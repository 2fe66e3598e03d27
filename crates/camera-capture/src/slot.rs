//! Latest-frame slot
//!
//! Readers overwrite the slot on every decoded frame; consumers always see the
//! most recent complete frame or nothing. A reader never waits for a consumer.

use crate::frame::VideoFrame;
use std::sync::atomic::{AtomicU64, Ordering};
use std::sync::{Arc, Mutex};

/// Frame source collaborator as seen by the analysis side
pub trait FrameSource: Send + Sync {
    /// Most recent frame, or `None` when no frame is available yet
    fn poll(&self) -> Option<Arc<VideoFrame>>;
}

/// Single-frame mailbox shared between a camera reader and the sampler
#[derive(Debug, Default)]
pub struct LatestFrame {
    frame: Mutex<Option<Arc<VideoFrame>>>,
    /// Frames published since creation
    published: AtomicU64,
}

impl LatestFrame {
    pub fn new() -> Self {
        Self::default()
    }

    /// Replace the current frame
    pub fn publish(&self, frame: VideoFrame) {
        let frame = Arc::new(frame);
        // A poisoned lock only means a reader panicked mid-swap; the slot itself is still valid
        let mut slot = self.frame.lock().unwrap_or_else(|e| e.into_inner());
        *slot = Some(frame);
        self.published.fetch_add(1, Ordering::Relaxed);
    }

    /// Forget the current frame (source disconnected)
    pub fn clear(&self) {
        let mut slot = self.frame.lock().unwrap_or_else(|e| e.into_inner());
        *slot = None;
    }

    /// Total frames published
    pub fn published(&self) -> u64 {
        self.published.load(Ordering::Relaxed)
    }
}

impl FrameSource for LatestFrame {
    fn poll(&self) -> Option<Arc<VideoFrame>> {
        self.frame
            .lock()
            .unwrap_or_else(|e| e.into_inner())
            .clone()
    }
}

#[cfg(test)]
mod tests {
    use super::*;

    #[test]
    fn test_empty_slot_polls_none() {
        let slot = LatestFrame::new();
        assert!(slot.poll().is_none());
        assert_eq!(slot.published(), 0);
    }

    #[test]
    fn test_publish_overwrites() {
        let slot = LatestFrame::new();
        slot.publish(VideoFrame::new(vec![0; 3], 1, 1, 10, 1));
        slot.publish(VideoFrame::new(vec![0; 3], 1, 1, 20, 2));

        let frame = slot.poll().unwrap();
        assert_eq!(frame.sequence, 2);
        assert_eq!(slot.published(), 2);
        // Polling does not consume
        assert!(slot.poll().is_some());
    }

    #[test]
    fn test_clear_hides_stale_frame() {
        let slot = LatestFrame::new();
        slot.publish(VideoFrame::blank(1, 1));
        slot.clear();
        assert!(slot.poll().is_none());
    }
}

--------------------------------------------------

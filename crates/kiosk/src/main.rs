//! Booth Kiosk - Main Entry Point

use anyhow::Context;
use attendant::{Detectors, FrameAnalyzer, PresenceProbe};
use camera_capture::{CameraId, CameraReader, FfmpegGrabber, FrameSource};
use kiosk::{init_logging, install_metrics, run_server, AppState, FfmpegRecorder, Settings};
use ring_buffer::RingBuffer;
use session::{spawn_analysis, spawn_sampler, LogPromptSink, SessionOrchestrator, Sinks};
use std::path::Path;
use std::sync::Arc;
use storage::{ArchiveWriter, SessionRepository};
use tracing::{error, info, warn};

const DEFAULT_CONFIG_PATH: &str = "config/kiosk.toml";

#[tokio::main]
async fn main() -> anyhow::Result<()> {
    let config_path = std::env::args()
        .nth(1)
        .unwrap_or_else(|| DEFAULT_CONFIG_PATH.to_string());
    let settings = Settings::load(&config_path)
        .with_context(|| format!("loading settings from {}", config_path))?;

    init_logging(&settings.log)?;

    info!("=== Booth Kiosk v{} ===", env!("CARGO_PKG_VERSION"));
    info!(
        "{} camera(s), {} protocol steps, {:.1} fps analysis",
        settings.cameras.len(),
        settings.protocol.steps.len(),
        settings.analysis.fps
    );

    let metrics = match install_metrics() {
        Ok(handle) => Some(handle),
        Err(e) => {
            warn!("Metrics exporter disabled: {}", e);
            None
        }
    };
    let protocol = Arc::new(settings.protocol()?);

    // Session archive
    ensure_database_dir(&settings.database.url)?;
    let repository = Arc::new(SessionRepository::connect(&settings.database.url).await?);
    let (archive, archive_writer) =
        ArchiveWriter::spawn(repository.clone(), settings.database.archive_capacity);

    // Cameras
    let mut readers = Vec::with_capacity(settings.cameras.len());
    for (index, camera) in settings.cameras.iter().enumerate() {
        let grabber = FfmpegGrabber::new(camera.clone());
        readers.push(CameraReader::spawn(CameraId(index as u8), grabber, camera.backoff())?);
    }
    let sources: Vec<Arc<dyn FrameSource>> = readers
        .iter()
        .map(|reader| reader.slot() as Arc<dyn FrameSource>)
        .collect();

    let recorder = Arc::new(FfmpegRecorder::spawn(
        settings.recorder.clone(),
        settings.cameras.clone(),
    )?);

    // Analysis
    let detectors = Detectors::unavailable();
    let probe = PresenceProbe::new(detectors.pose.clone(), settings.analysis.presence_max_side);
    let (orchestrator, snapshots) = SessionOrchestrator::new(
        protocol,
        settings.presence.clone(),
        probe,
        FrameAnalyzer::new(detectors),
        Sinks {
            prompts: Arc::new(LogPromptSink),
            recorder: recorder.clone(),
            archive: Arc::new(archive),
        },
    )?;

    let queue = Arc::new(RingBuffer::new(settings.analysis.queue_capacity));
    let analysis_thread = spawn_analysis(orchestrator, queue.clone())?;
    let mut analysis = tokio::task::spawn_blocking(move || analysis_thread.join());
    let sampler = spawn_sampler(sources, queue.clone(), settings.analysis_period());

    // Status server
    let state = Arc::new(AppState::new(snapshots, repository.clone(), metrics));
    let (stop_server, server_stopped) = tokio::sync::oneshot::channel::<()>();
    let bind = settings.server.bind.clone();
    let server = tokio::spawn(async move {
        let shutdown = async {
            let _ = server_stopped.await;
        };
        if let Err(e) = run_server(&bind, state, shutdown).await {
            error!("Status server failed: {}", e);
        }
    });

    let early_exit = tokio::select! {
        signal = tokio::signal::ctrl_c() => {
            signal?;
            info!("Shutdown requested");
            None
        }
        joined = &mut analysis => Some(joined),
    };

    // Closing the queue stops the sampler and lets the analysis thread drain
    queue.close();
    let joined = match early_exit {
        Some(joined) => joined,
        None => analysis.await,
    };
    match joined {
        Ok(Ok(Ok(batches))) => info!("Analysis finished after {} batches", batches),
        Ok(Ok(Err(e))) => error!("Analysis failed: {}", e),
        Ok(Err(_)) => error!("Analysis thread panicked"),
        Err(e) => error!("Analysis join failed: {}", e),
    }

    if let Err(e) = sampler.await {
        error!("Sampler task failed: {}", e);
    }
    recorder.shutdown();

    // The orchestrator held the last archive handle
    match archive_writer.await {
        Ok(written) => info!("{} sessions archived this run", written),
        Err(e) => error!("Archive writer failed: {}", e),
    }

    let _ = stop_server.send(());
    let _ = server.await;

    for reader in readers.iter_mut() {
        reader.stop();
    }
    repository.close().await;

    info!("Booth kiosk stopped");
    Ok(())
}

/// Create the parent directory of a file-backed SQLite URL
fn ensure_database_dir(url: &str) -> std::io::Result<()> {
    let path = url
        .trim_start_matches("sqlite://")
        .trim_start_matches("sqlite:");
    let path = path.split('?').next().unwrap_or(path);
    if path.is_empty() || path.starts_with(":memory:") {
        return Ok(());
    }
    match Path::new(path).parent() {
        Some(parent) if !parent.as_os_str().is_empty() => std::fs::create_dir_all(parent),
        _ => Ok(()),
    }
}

--------------------------------------------------

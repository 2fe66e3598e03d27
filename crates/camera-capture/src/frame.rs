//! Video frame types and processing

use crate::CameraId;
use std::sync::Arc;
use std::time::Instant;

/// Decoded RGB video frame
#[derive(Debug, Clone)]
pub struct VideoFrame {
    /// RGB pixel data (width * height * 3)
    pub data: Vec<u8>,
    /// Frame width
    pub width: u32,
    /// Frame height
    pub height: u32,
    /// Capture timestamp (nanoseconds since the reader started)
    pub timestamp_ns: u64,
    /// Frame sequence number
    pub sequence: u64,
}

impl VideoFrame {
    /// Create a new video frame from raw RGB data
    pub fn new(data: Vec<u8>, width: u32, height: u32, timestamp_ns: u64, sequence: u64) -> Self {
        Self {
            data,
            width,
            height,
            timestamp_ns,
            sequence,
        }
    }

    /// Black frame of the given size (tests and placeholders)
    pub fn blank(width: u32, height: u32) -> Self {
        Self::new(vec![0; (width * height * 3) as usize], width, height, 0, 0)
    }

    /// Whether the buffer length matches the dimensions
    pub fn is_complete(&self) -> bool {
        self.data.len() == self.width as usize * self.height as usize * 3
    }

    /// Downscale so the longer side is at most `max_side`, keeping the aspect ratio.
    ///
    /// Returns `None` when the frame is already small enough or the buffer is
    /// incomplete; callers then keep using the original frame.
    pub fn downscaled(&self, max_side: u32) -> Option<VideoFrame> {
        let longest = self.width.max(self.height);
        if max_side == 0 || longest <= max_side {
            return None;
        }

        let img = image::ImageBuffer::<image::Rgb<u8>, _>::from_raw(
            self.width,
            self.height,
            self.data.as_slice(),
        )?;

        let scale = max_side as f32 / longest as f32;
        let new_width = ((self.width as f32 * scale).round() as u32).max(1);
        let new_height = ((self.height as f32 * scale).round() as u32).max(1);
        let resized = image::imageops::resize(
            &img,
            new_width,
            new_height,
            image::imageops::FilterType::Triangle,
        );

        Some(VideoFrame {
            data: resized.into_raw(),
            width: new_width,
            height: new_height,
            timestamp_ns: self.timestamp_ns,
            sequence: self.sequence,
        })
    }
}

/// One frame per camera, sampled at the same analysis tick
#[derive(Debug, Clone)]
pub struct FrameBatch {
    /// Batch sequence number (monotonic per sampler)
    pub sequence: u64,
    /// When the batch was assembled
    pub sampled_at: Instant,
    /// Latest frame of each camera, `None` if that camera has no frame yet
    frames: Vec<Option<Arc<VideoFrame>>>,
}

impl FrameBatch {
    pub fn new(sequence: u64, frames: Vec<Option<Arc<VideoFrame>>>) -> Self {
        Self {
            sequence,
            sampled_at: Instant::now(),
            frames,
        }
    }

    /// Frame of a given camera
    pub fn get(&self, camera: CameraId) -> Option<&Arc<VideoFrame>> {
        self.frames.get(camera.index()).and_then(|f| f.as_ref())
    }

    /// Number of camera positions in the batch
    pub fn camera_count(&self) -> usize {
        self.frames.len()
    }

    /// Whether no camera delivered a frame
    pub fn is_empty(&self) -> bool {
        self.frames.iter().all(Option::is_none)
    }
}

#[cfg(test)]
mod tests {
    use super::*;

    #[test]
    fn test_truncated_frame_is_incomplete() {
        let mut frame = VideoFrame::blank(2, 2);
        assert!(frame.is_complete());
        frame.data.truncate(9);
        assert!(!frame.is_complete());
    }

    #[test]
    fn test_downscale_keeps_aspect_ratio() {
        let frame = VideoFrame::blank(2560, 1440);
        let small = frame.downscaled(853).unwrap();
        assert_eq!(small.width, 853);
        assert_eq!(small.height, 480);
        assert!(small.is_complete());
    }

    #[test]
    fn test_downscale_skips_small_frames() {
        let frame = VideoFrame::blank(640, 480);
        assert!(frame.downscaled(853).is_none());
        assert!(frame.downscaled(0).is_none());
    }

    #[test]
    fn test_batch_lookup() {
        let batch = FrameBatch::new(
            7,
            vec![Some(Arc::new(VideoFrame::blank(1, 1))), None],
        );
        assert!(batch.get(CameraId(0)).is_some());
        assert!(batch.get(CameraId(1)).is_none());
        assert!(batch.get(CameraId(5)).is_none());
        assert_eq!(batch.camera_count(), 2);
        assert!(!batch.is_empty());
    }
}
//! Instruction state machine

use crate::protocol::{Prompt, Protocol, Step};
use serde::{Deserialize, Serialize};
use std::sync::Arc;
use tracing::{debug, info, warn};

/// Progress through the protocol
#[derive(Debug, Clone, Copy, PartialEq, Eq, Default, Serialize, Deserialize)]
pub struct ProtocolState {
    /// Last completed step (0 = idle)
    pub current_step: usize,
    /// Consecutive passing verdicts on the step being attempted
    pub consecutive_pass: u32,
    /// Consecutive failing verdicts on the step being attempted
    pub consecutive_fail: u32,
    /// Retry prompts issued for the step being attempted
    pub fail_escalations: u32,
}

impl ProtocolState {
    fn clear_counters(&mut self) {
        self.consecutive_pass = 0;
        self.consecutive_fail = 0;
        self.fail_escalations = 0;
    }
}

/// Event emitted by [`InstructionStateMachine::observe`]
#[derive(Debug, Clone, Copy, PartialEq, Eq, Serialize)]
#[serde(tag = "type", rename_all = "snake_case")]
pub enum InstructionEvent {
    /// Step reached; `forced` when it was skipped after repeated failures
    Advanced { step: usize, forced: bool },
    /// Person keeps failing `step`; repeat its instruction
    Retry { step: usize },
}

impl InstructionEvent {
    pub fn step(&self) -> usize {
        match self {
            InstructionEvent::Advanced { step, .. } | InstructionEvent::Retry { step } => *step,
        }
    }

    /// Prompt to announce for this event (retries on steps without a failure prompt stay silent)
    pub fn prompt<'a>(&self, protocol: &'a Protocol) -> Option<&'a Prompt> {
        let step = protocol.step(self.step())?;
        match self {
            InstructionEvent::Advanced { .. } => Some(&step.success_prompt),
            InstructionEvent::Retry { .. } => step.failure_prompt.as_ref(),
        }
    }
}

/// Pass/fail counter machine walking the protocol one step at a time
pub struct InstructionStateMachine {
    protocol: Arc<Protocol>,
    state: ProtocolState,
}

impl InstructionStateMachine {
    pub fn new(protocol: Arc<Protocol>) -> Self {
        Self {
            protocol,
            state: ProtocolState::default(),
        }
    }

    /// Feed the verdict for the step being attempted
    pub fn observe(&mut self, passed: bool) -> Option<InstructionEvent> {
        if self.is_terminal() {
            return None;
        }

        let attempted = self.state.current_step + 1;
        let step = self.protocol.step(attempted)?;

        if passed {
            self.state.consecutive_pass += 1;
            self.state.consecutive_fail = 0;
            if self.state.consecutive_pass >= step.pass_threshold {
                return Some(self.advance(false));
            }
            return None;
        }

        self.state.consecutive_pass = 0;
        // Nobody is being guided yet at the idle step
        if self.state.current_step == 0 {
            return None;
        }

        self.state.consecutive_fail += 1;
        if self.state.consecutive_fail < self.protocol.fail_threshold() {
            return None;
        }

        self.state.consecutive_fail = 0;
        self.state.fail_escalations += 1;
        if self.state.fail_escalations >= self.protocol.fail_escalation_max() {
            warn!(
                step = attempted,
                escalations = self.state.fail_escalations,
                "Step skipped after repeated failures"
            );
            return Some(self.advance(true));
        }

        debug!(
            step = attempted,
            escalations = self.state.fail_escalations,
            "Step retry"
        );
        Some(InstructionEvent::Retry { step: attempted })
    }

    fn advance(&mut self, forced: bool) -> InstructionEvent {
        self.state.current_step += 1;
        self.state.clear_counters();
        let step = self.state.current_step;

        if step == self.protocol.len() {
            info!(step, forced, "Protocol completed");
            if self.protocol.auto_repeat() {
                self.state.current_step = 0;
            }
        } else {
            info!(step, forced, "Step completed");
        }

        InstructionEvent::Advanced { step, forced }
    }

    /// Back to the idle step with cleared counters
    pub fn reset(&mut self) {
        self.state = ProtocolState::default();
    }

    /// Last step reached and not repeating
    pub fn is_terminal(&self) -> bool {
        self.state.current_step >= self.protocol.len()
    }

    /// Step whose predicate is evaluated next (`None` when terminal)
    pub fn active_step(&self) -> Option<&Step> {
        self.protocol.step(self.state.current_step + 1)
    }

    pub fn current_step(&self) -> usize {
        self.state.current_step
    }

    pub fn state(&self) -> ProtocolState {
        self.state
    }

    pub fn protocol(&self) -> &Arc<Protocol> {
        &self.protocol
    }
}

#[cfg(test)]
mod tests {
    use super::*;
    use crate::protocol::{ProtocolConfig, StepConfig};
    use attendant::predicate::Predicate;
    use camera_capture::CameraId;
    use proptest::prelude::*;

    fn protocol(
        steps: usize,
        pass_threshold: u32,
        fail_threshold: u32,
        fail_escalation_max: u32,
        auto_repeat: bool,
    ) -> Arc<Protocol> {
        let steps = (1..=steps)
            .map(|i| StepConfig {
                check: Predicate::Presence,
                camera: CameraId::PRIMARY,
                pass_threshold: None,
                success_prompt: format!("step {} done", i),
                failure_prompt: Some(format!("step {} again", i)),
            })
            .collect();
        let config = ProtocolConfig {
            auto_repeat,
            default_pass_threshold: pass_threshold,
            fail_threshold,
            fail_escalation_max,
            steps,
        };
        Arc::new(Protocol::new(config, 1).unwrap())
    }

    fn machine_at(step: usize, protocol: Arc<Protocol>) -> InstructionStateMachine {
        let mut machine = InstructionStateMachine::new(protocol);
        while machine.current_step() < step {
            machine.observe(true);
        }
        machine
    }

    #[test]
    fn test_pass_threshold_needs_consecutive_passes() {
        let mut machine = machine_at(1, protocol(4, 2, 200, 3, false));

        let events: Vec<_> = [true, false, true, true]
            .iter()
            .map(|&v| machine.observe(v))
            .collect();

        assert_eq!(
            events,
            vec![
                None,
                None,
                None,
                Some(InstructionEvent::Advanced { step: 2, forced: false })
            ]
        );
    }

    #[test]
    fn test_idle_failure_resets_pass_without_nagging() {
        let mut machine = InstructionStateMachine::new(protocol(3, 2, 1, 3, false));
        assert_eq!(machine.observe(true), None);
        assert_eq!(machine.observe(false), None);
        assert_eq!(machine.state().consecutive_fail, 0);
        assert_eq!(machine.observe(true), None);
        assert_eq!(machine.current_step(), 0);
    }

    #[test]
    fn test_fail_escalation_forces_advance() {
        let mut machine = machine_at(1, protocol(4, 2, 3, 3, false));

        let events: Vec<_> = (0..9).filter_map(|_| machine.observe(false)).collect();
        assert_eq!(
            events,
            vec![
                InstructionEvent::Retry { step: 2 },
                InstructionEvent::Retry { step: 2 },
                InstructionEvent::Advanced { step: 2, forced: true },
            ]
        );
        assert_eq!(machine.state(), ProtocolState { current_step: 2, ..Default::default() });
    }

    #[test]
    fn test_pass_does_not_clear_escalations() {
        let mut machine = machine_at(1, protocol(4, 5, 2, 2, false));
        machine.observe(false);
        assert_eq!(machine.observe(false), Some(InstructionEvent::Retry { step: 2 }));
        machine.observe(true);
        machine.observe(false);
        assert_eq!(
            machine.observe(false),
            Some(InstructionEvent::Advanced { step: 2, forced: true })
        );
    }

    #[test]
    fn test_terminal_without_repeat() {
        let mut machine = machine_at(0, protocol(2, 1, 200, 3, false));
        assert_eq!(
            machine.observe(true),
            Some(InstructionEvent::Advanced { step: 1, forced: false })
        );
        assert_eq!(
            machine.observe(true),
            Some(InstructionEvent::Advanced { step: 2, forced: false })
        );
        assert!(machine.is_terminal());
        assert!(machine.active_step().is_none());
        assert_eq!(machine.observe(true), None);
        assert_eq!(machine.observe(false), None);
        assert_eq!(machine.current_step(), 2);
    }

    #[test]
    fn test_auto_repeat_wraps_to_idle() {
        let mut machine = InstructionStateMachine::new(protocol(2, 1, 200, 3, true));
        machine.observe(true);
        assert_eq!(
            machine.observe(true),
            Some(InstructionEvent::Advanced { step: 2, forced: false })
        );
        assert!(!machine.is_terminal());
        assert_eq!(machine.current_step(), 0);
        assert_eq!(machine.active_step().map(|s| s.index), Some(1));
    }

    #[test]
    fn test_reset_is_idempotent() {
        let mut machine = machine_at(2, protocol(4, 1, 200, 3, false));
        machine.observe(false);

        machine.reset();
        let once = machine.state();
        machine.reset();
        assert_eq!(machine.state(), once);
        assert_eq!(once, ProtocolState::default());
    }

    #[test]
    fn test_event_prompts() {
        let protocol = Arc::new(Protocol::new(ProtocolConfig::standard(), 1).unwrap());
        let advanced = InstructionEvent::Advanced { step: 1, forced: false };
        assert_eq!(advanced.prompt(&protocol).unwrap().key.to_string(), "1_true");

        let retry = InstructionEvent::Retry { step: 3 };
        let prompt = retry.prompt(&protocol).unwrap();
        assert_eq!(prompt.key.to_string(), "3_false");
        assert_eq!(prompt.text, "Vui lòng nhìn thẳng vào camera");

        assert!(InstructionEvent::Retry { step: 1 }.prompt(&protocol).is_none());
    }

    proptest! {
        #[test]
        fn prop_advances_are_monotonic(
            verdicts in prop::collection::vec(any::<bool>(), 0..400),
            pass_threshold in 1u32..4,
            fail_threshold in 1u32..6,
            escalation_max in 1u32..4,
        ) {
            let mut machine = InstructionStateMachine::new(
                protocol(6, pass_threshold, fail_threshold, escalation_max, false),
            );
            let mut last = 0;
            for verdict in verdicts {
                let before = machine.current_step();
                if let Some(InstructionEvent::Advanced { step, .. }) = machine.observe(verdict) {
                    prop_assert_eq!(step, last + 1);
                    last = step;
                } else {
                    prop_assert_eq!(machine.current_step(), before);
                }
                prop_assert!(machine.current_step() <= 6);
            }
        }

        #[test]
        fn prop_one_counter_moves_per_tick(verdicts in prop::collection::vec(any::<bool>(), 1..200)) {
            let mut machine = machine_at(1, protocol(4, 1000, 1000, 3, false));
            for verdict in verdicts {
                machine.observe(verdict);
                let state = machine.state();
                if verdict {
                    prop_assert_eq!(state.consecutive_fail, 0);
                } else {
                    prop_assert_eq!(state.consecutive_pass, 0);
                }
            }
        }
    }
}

--------------------------------------------------

### WHAT THE TASK REQUIRES:
Going back to the entries above, set down exactly the lines that begin at the one with "let bind = settings.server.bind.clone();" and end at the one with "let early_exit = tokio::select!", both included, and nothing else.

### SOLUTION FOR THIS PROBLEM:
    let bind = settings.server.bind.clone();
    let server = tokio::spawn(async move {
        let shutdown = async {
            let _ = server_stopped.await;
        };
        if let Err(e) = run_server(&bind, state, shutdown).await {
            error!("Status server failed: {}", e);
        }
    });

    let early_exit = tokio::select! {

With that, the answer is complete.